Além disso, a instituição serve de referência e de fonte de conhecimento para

os próprios atores do Théâtre du Soleil, uma vez que em seus períodos de férias

podem realizar estágios na escola, ou mesmo durante o período de trabalho no

grupo podem se mantêm em contato com tradições estrangeiras por meio de

espetáculos ou conferências realizadas pelos mestres convidados.

Com esta instituição Mnouchkine amplia e proporciona o trabalho prático, sob

seu olhar particular do interculturalismo teatral, a todos os artistas interessados.

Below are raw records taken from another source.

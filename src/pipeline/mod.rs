//! Pipeline stages for image and document conversion.
//!
//! Each submodule implements exactly one transformation step and is
//! synchronous; the HTTP layer runs a whole request on a blocking thread.
//!
//! ## Data Flow
//!
//! ```text
//! upload ──▶ decode ──▶ [collage] ──▶ compress / export
//! (base64)   (image,     (grid/row/    (JPEG ladder, PNG,
//!             pdfium)     column)       PDF/DOCX/PPTX)
//! ```
//!
//! 1. [`decode`]   — classify uploads by extension and decode them; PDFs go
//!    through [`render`] and contribute one bitmap per page
//! 2. [`collage`]  — optionally merge all bitmaps into one canvas
//! 3. [`compress`] — fit a bitmap under a byte budget
//! 4. [`encode`]   — raw JPEG/PNG encoders and base64 transport helpers
//! 5. [`color`]    — background color parsing and alpha flattening

pub mod collage;
pub mod color;
pub mod compress;
pub mod decode;
pub mod encode;
pub mod render;
//! JSON request and response bodies.
//!
//! Request bodies are lenient: every field except `files` has a default, and
//! a file entry missing its name or content is skipped later rather than
//! failing the whole body. Validation that can reject a request outright
//! (unknown output format, bad color) happens in the `into_*` methods before
//! any upload is decoded.

use crate::config::ServerConfig;
use crate::convert::{CollageRequest, CollageResult, ConversionRequest, ConversionResult};
use crate::error::{ConvertError, FileError};
use crate::export::OutputFile;
use crate::format::{OutputFormat, IMAGE_EXTENSIONS, PDF_EXTENSIONS};
use crate::pipeline::collage::{CollageConfig, LayoutMode};
use crate::pipeline::color::parse_color;
use crate::pipeline::compress::TargetEncoding;
use crate::pipeline::decode::Upload;
use crate::pipeline::encode::{from_base64, to_base64};
use serde::{Deserialize, Serialize};
use tracing::warn;

// ── Requests ─────────────────────────────────────────────────────────────

/// One uploaded file, base64-encoded.
#[derive(Debug, Clone, Default, Deserialize)]
#[serde(default)]
pub struct FilePayload {
    pub name: String,
    pub content: String,
}

/// Collage settings nested in a `/convert` body.
#[derive(Debug, Clone, Deserialize)]
#[serde(default)]
pub struct CollageOptions {
    pub enabled: bool,
    pub layout: String,
    pub spacing: u32,
    pub background_color: String,
}

impl Default for CollageOptions {
    fn default() -> Self {
        Self {
            enabled: false,
            layout: "grid".to_string(),
            spacing: 10,
            background_color: "white".to_string(),
        }
    }
}

/// `POST /convert` body.
#[derive(Debug, Clone, Deserialize)]
pub struct ConvertBody {
    #[serde(default)]
    pub files: Option<Vec<FilePayload>>,
    #[serde(default = "default_output_format")]
    pub output_format: String,
    /// Per-file budget in KB.
    #[serde(default)]
    pub max_file_size: Option<f64>,
    #[serde(default)]
    pub collage: CollageOptions,
}

/// `POST /collage` body.
#[derive(Debug, Clone, Deserialize)]
pub struct CollageBody {
    #[serde(default)]
    pub files: Option<Vec<FilePayload>>,
    #[serde(default = "default_layout")]
    pub layout: String,
    #[serde(default = "default_spacing")]
    pub spacing: u32,
    #[serde(default = "default_background")]
    pub background_color: String,
    #[serde(default = "default_output_format")]
    pub output_format: String,
    #[serde(default)]
    pub max_file_size: Option<f64>,
}

fn default_output_format() -> String {
    "jpg".to_string()
}

fn default_layout() -> String {
    "grid".to_string()
}

fn default_spacing() -> u32 {
    10
}

fn default_background() -> String {
    "white".to_string()
}

impl ConvertBody {
    /// Validate and decode the transport layer into a [`ConversionRequest`].
    pub fn into_request(self, config: &ServerConfig) -> Result<ConversionRequest, ConvertError> {
        let files = self.files.ok_or(ConvertError::NoFilesProvided)?;
        let output_format: OutputFormat = self.output_format.parse()?;
        let collage = if self.collage.enabled {
            Some(collage_config(
                &self.collage.layout,
                self.collage.spacing,
                &self.collage.background_color,
            )?)
        } else {
            None
        };
        let (uploads, rejected) = decode_payloads(files);
        Ok(ConversionRequest {
            uploads,
            output_format,
            budget: budget_bytes(self.max_file_size, config.default_budget_kb),
            collage,
            rejected,
        })
    }
}

impl CollageBody {
    /// Validate and decode the transport layer into a [`CollageRequest`].
    ///
    /// `output_format` "png" selects PNG; every other value means JPEG.
    pub fn into_request(self, config: &ServerConfig) -> Result<CollageRequest, ConvertError> {
        let files = self.files.ok_or(ConvertError::NoFilesProvided)?;
        let encoding = if self.output_format.trim().eq_ignore_ascii_case("png") {
            TargetEncoding::Png
        } else {
            TargetEncoding::Jpeg
        };
        let collage = collage_config(&self.layout, self.spacing, &self.background_color)?;
        let (uploads, rejected) = decode_payloads(files);
        Ok(CollageRequest {
            uploads,
            config: collage,
            encoding,
            budget: budget_bytes(self.max_file_size, config.default_budget_kb),
            rejected,
        })
    }
}

fn collage_config(layout: &str, spacing: u32, color: &str) -> Result<CollageConfig, ConvertError> {
    Ok(CollageConfig {
        layout: LayoutMode::parse_or_grid(layout),
        spacing,
        background: parse_color(color)?,
    })
}

/// KB → bytes. Missing uses the server default; negative and NaN clamp to 0.
pub fn budget_bytes(max_file_size_kb: Option<f64>, default_kb: u64) -> u64 {
    match max_file_size_kb {
        Some(kb) if kb.is_finite() && kb > 0.0 => (kb * 1024.0).round() as u64,
        Some(kb) if kb == f64::INFINITY => u64::MAX,
        Some(_) => 0,
        None => default_kb.saturating_mul(1024),
    }
}

/// Strip base64 transport encoding; bad payloads become [`FileError`]s.
pub fn decode_payloads(files: Vec<FilePayload>) -> (Vec<Upload>, Vec<FileError>) {
    let mut uploads = Vec::with_capacity(files.len());
    let mut rejected = Vec::new();
    for file in files {
        match from_base64(&file.content) {
            Ok(bytes) => uploads.push(Upload::new(file.name, bytes)),
            Err(e) => {
                warn!(file = %file.name, error = %e, "Invalid base64 content");
                rejected.push(FileError::InvalidBase64 {
                    name: file.name,
                    detail: e.to_string(),
                });
            }
        }
    }
    (uploads, rejected)
}

// ── Responses ────────────────────────────────────────────────────────────

/// An output file, base64-encoded.
#[derive(Debug, Clone, Serialize)]
pub struct FileDto {
    pub name: String,
    pub content: String,
    pub size: usize,
}

impl From<&OutputFile> for FileDto {
    fn from(file: &OutputFile) -> Self {
        Self {
            name: file.name.clone(),
            content: to_base64(&file.bytes),
            size: file.size(),
        }
    }
}

/// `POST /convert` success body.
#[derive(Debug, Clone, Serialize)]
pub struct ConvertResponse {
    pub success: bool,
    pub files: Vec<FileDto>,
    pub total_processed: usize,
    pub output_format: OutputFormat,
    #[serde(skip_serializing_if = "Vec::is_empty")]
    pub skipped: Vec<FileError>,
}

impl From<ConversionResult> for ConvertResponse {
    fn from(result: ConversionResult) -> Self {
        Self {
            success: true,
            files: result.files.iter().map(FileDto::from).collect(),
            total_processed: result.total_processed,
            output_format: result.output_format,
            skipped: result.skipped,
        }
    }
}

/// `POST /collage` success body.
#[derive(Debug, Clone, Serialize)]
pub struct CollageResponse {
    pub success: bool,
    pub collage: FileDto,
    pub images_used: usize,
    #[serde(skip_serializing_if = "Vec::is_empty")]
    pub skipped: Vec<FileError>,
}

impl From<CollageResult> for CollageResponse {
    fn from(result: CollageResult) -> Self {
        Self {
            success: true,
            collage: FileDto::from(&result.file),
            images_used: result.images_used,
            skipped: result.skipped,
        }
    }
}

/// Body of every error response.
#[derive(Debug, Clone, Serialize, Deserialize)]
pub struct ErrorBody {
    pub success: bool,
    pub error: String,
}

impl ErrorBody {
    pub fn new(error: impl Into<String>) -> Self {
        Self {
            success: false,
            error: error.into(),
        }
    }
}

/// Input extensions grouped by kind.
#[derive(Debug, Clone, Serialize)]
pub struct SupportedInput {
    pub image: Vec<&'static str>,
    pub pdf: Vec<&'static str>,
}

/// `GET /` body.
#[derive(Debug, Clone, Serialize)]
pub struct CapabilitiesResponse {
    pub status: &'static str,
    pub message: &'static str,
    pub supported_input: SupportedInput,
    pub supported_output: Vec<OutputFormat>,
}

impl Default for CapabilitiesResponse {
    fn default() -> Self {
        Self {
            status: "healthy",
            message: "PDF & Image Converter API",
            supported_input: SupportedInput {
                image: IMAGE_EXTENSIONS.to_vec(),
                pdf: PDF_EXTENSIONS.to_vec(),
            },
            supported_output: OutputFormat::ALL.to_vec(),
        }
    }
}

/// `GET /health` body.
#[derive(Debug, Clone, Serialize)]
pub struct HealthResponse {
    pub status: &'static str,
    pub version: &'static str,
    pub timestamp: String,
}

impl HealthResponse {
    pub fn now() -> Self {
        Self {
            status: "ok",
            version: env!("CARGO_PKG_VERSION"),
            timestamp: chrono::Utc::now().to_rfc3339(),
        }
    }
}
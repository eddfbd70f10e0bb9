//! Background colors and alpha flattening.
//!
//! JPEG, PDF pages and collage canvases are all opaque, so any alpha or
//! palette image is composited onto a solid color before it reaches them.

use crate::error::ConvertError;
use image::{imageops, DynamicImage, Rgb, RgbImage, Rgba, RgbaImage};

/// Opaque white, the flattening background for JPEG and PDF output.
pub const WHITE: Rgb<u8> = Rgb([255, 255, 255]);

/// Parse a background color: a CSS-style name or `#rgb` / `#rrggbb`.
///
/// `transparent` maps to white since every canvas is opaque.
pub fn parse_color(input: &str) -> Result<Rgb<u8>, ConvertError> {
    let normalized = input.trim().to_ascii_lowercase();
    if let Some(rgb) = named_color(&normalized) {
        return Ok(rgb);
    }
    parse_hex(&normalized).ok_or_else(|| ConvertError::InvalidColor(input.to_string()))
}

fn named_color(name: &str) -> Option<Rgb<u8>> {
    let rgb = match name {
        "white" | "transparent" => [255, 255, 255],
        "black" => [0, 0, 0],
        "red" => [255, 0, 0],
        "green" => [0, 128, 0],
        "lime" => [0, 255, 0],
        "blue" => [0, 0, 255],
        "yellow" => [255, 255, 0],
        "cyan" | "aqua" => [0, 255, 255],
        "magenta" | "fuchsia" => [255, 0, 255],
        "gray" | "grey" => [128, 128, 128],
        "lightgray" | "lightgrey" => [211, 211, 211],
        "darkgray" | "darkgrey" => [169, 169, 169],
        "silver" => [192, 192, 192],
        "orange" => [255, 165, 0],
        "purple" => [128, 0, 128],
        "pink" => [255, 192, 203],
        "brown" => [165, 42, 42],
        "navy" => [0, 0, 128],
        "teal" => [0, 128, 128],
        "beige" => [245, 245, 220],
        _ => return None,
    };
    Some(Rgb(rgb))
}

fn parse_hex(input: &str) -> Option<Rgb<u8>> {
    let hex = input.strip_prefix('#')?;
    if !hex.bytes().all(|b| b.is_ascii_hexdigit()) {
        return None;
    }
    match hex.len() {
        3 => {
            let mut out = [0u8; 3];
            for (slot, ch) in out.iter_mut().zip(hex.chars()) {
                let v = ch.to_digit(16)? as u8;
                *slot = v * 17;
            }
            Some(Rgb(out))
        }
        6 => {
            let r = u8::from_str_radix(&hex[0..2], 16).ok()?;
            let g = u8::from_str_radix(&hex[2..4], 16).ok()?;
            let b = u8::from_str_radix(&hex[4..6], 16).ok()?;
            Some(Rgb([r, g, b]))
        }
        _ => None,
    }
}

/// Composite `image` over a solid `background`, dropping alpha.
///
/// Images without an alpha channel are converted directly.
pub fn flatten(image: &DynamicImage, background: Rgb<u8>) -> RgbImage {
    if !image.color().has_alpha() {
        return image.to_rgb8();
    }
    let [r, g, b] = background.0;
    let mut canvas = RgbaImage::from_pixel(image.width(), image.height(), Rgba([r, g, b, 255]));
    imageops::overlay(&mut canvas, &image.to_rgba8(), 0, 0);
    DynamicImage::ImageRgba8(canvas).to_rgb8()
}

#[cfg(test)]
mod tests {
    use super::*;

    #[test]
    fn parses_names_and_hex() {
        assert_eq!(parse_color("white").unwrap(), WHITE);
        assert_eq!(parse_color(" Black ").unwrap(), Rgb([0, 0, 0]));
        assert_eq!(parse_color("#FF8000").unwrap(), Rgb([255, 128, 0]));
        assert_eq!(parse_color("#0f0").unwrap(), Rgb([0, 255, 0]));
        assert_eq!(parse_color("grey").unwrap(), parse_color("gray").unwrap());
    }

    #[test]
    fn rejects_garbage() {
        for bad in ["", "not-a-color", "#12", "#gggggg", "123456", "#1234567"] {
            assert!(
                matches!(parse_color(bad), Err(ConvertError::InvalidColor(_))),
                "{bad:?} should be rejected"
            );
        }
    }

    #[test]
    fn flatten_composites_transparent_pixels_onto_background() {
        let mut img = RgbaImage::from_pixel(2, 1, Rgba([0, 0, 0, 0]));
        img.put_pixel(1, 0, Rgba([10, 20, 30, 255]));
        let flat = flatten(&DynamicImage::ImageRgba8(img), Rgb([200, 100, 50]));
        assert_eq!(flat.get_pixel(0, 0), &Rgb([200, 100, 50]));
        assert_eq!(flat.get_pixel(1, 0), &Rgb([10, 20, 30]));
    }

    #[test]
    fn flatten_keeps_opaque_images() {
        let img = RgbImage::from_pixel(3, 3, Rgb([1, 2, 3]));
        let flat = flatten(&DynamicImage::ImageRgb8(img.clone()), WHITE);
        assert_eq!(flat, img);
    }
}
//! # pixdoc
//!
//! An HTTP API that converts between image and document formats: PDF pages
//! to images, images to PDF/DOCX/PPTX, size-targeted recompression, and
//! multi-image collages.
//!
//! ## Pipeline Overview
//!
//! ```text
//! JSON request
//!  │
//!  ├─ 1. Validate  output format, collage color (400 before any decoding)
//!  ├─ 2. Decode    base64 → image / PDF pages via pdfium (skip bad files)
//!  ├─ 3. Collage   optional grid / row / column merge
//!  ├─ 4. Export    JPEG ladder, lossless PNG, or a PDF/DOCX/PPTX container
//!  └─ 5. Respond   base64 files + counts + skipped uploads
//! ```
//!
//! ## Quick Start
//!
//! ```rust,no_run
//! use pixdoc::{serve, ServerConfig};
//!
//! #[tokio::main]
//! async fn main() -> Result<(), Box<dyn std::error::Error>> {
//!     let config = ServerConfig::builder().port(8080).build()?;
//!     serve(config).await?;
//!     Ok(())
//! }
//! ```
//!
//! The conversion core is usable without HTTP:
//!
//! ```rust,no_run
//! use pixdoc::{ConversionRequest, Converter, OutputFormat, ServerConfig, Upload};
//!
//! # fn main() -> Result<(), Box<dyn std::error::Error>> {
//! let converter = Converter::from_config(&ServerConfig::default());
//! let result = converter.convert(ConversionRequest {
//!     uploads: vec![Upload::new("scan.pdf", std::fs::read("scan.pdf")?)],
//!     output_format: OutputFormat::Pptx,
//!     budget: 500 * 1024,
//!     collage: None,
//!     rejected: Vec::new(),
//! })?;
//! println!("{} -> {} bytes", result.files[0].name, result.files[0].size());
//! # Ok(())
//! # }
//! ```
//!
//! ## Feature Flags
//!
//! | Feature | Default | Description |
//! |---------|---------|-------------|
//! | `cli`   | on      | Enables the `pixdoc` binary (clap + anyhow + tracing-subscriber) |
//!
//! PDF input needs the pdfium shared library at runtime; point
//! `ServerConfig::pdfium_library` (or `PDFIUM_LIB_PATH` for the binary) at
//! it, or install it on the system library path.

// ── Modules ──────────────────────────────────────────────────────────────

pub mod api;
pub mod config;
pub mod convert;
pub mod error;
pub mod export;
pub mod format;
pub mod pipeline;
pub mod server;

// ── Re-exports ───────────────────────────────────────────────────────────

pub use config::{ServerConfig, ServerConfigBuilder};
pub use convert::{CollageRequest, CollageResult, ConversionRequest, ConversionResult, Converter};
pub use error::{ConvertError, FileError};
pub use export::OutputFile;
pub use format::OutputFormat;
pub use pipeline::collage::{CollageConfig, LayoutMode};
pub use pipeline::compress::TargetEncoding;
pub use pipeline::decode::Upload;
pub use pipeline::render::{PdfiumRasterizer, Rasterizer};
pub use server::{router, serve, AppState};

Pode-se inscrever na escola atores, bailarinos, músicos, enfim, todos que tiverem

vontade de estabelecer um diálogo, sob tal ponto de vista, com determinada

tradição estrangeira31.

31 Acreditamos ser importante pontuar, mesmo que de forma breve, a existência desta instituição e citar que mais informações a respeito do trabalho intercultural da ARTA podem ser encontradas no citado livro escrito por JEAN-François Dusigne intitulado Les passeurs d’experériences – ARTA- école internationale de l’acteur (DUSIGNE, 2013).